Prochainement, des ateliers pédagogiques vont être mis en place par des services mandatés par l’ASE et ainsi assurer un soutien scolaire jusqu’à la fin de la crise. Pas plus de deux ou trois enfants du même niveau, encadrés par un éducateur spécialisé, et dans des conditions respectant les normes sanitaires.
"D’autres ateliers prendront également la forme de visio-conférences. Ce sont des outils peu utilisés en protection de l’enfance et nous souhaitons le développer un maximum pour maintenir au mieux le contact", ajoute Jeanne Clavel.
D’autre part, le département l’assure, pendant le confinement les 12 000 enfants accompagnés par l’ASE en Gironde sont suivis au téléphone par les services sociaux et pour les cas jugés plus difficiles, les éducateurs se déplacent directement au domicile familial.

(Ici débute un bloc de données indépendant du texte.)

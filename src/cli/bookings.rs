// src/cli/bookings.rs — Booking list, standalone pay/cancel, stylist schedule

use std::sync::Arc;

use crate::api::types::{Booking, BookingStatus, PaymentMode, PaymentRequest};
use crate::api::BookingApi;
use crate::infra::errors::SalonError;
use crate::nav::{Navigator, View};
use crate::session::SessionContext;
use crate::workflow::actions::actions_for;
use crate::workflow::validate_card_presence;

pub async fn run_list(api: Arc<dyn BookingApi>, session: &SessionContext) -> anyhow::Result<()> {
    let mut nav = Navigator::new();
    if nav.navigate(View::MyBookings, session) != View::MyBookings {
        if let Some(warning) = nav.last_denial() {
            println!("{warning}");
        }
        return Ok(());
    }

    // Guest bookings live under contact details, not a session; this view
    // needs an account. No request is made.
    let Some(token) = session.bearer() else {
        println!("Please log in to view your bookings.");
        return Ok(());
    };

    let bookings = api.my_bookings(token).await?;
    if bookings.is_empty() {
        println!("No bookings yet. Book one with `salonctl book`.");
        return Ok(());
    }
    print_bookings(&bookings);
    Ok(())
}

fn print_bookings(bookings: &[Booking]) {
    println!(
        "  {:<6} {:<9} {:<18} {:<11} {}",
        "ID", "Service", "Start", "Status", "Actions"
    );
    for bk in bookings {
        let actions: Vec<String> = actions_for(bk.status)
            .iter()
            .map(|a| a.to_string())
            .collect();
        let actions = if actions.is_empty() {
            "-".to_string()
        } else {
            actions.join(", ")
        };
        println!(
            "  #{:<5} #{:<8} {:<18} {:<11} {}",
            bk.id,
            bk.service_id,
            bk.start_time.format("%Y-%m-%d %H:%M"),
            bk.status.to_string(),
            actions
        );
    }
}

pub async fn run_pay(
    api: Arc<dyn BookingApi>,
    session: &SessionContext,
    booking_id: i64,
    amount: Option<f64>,
    deposit: bool,
) -> anyhow::Result<()> {
    // Verify the pending precondition when we can see the booking.
    // Guest-path bookings are not listable; the backend enforces there.
    if let Some(token) = session.bearer() {
        let bookings = api.my_bookings(token).await?;
        match bookings.iter().find(|b| b.id == booking_id) {
            Some(bk) if bk.status != BookingStatus::Pending => {
                println!(
                    "Booking #{} is {}; only pending bookings can be paid.",
                    booking_id, bk.status
                );
                return Ok(());
            }
            None => {
                println!("Booking #{booking_id} is not yours or does not exist.");
                return Ok(());
            }
            Some(_) => {}
        }
    }

    let amount = match amount {
        Some(a) => a,
        None => inquire::Text::new("Amount:")
            .prompt()?
            .trim()
            .parse::<f64>()
            .map_err(|_| anyhow::anyhow!("not a valid amount"))?,
    };
    let mode = if deposit {
        PaymentMode::Deposit
    } else {
        PaymentMode::Full
    };
    let card = prompt_card(amount)?;
    validate_card_presence(&card)?;

    match api.pay(session.bearer(), booking_id, &card, mode).await {
        Ok(booking) => {
            println!("Payment accepted. Booking #{} is {}.", booking.id, booking.status);
            // Refresh the visible list so the new status shows.
            if let Some(token) = session.bearer() {
                if let Ok(bookings) = api.my_bookings(token).await {
                    print_bookings(&bookings);
                }
            }
        }
        Err(e) => {
            println!("{e}");
            println!("Booking #{booking_id} remains pending; you may retry payment or cancel.");
        }
    }
    Ok(())
}

fn prompt_card(amount: f64) -> anyhow::Result<PaymentRequest> {
    Ok(PaymentRequest {
        amount,
        card_number: inquire::Text::new("Card number:").prompt()?,
        expiry_month: inquire::Text::new("Expiry month (1-12):")
            .prompt()?
            .trim()
            .parse()
            .map_err(|_| anyhow::anyhow!("not a valid month"))?,
        expiry_year: inquire::Text::new("Expiry year:")
            .prompt()?
            .trim()
            .parse()
            .map_err(|_| anyhow::anyhow!("not a valid year"))?,
        cvv: inquire::Password::new("CVV:")
            .with_display_mode(inquire::PasswordDisplayMode::Masked)
            .without_confirmation()
            .prompt()?,
        cardholder_name: inquire::Text::new("Cardholder name:").prompt()?,
    })
}

pub async fn run_cancel(
    api: Arc<dyn BookingApi>,
    session: &SessionContext,
    booking_id: i64,
    yes: bool,
) -> anyhow::Result<()> {
    let Some(token) = session.bearer() else {
        println!("Please log in to cancel a booking.");
        return Ok(());
    };

    if !yes {
        let confirmed = inquire::Confirm::new(&format!("Cancel booking #{booking_id}?"))
            .with_default(false)
            .prompt()?;
        if !confirmed {
            println!("Kept booking #{booking_id}.");
            return Ok(());
        }
    }

    match api.cancel(token, booking_id).await {
        Ok(booking) => println!("Booking #{} is {}.", booking.id, booking.status),
        Err(e @ SalonError::Api { .. }) => {
            // Cancelling twice is harmless; the message is still shown.
            println!("{e}");
        }
        Err(e) => return Err(e.into()),
    }
    Ok(())
}

pub async fn run_schedule(api: Arc<dyn BookingApi>, session: &SessionContext) -> anyhow::Result<()> {
    let mut nav = Navigator::new();
    if nav.navigate(View::StylistSchedule, session) != View::StylistSchedule {
        if let Some(warning) = nav.last_denial() {
            println!("{warning}");
        }
        return Ok(());
    }
    // The stylist gate only passes for an authenticated stylist.
    let Some(token) = session.bearer() else {
        return Ok(());
    };

    let bookings = api.stylist_schedule(token).await?;
    if bookings.is_empty() {
        println!("No bookings assigned yet.");
        return Ok(());
    }
    println!(
        "  {:<18} {:<24} {:<9} {}",
        "Start", "Customer", "Service", "Status"
    );
    for bk in &bookings {
        let customer = match (&bk.customer_name, bk.customer_id) {
            (Some(name), _) if bk.is_walkin => format!("{name} (walk-in)"),
            (Some(name), _) => name.clone(),
            (None, Some(id)) => format!("user #{id}"),
            (None, None) => "-".into(),
        };
        println!(
            "  {:<18} {:<24} #{:<8} {}",
            bk.start_time.format("%Y-%m-%d %H:%M"),
            customer,
            bk.service_id,
            bk.status
        );
    }
    Ok(())
}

#CORONAVIRUS #COVID19 | Que faire si je suis témoin de violences faites à un enfant ? Que se passe-t-il quand on appelle le 119 ? J’ai besoin d’aide en tant que parent, vers qui puis-je me tourner ?@AdrienTaquet répond à vos questions #EnfanceEnDanger pic.twitter.com/e7kX0LCvrd
— Gouvernement (@gouvernementFR) April 17, 2020
Pour les autres, ceux non recensés auprès des services sociaux, difficile de penser à des solutions, comme les points d’accueil d’urgence dans les grandes surfaces pour signaler les violences conjugales. Pour les enfants, la prévention semble être le maître mot.
"Nous mettons en place des campagnes pour le numéro d’urgence. Il n’apparaît pas sur la facture téléphonique, ce qui permet aux enfants de ne pas avoir peur. Puis nous militons également auprès des voisins en leur rappelant que le signalement est un acte citoyen fondamental et qu’il ne s’agit en aucun cas d’une délation", rappelle Emmanuelle Ajon, vice-présidente du département de la Gironde chargée de la protection de l’enfance.
Aujourd’hui, les huit juges pour enfants de Bordeaux prennent chacun en charge presque deux fois plus de dossiers que la moyenne nationale, estimée à 350 dossiers. Une surcharge qu’un neuvième juge viendra dès septembre prochain, tenter d’alléger.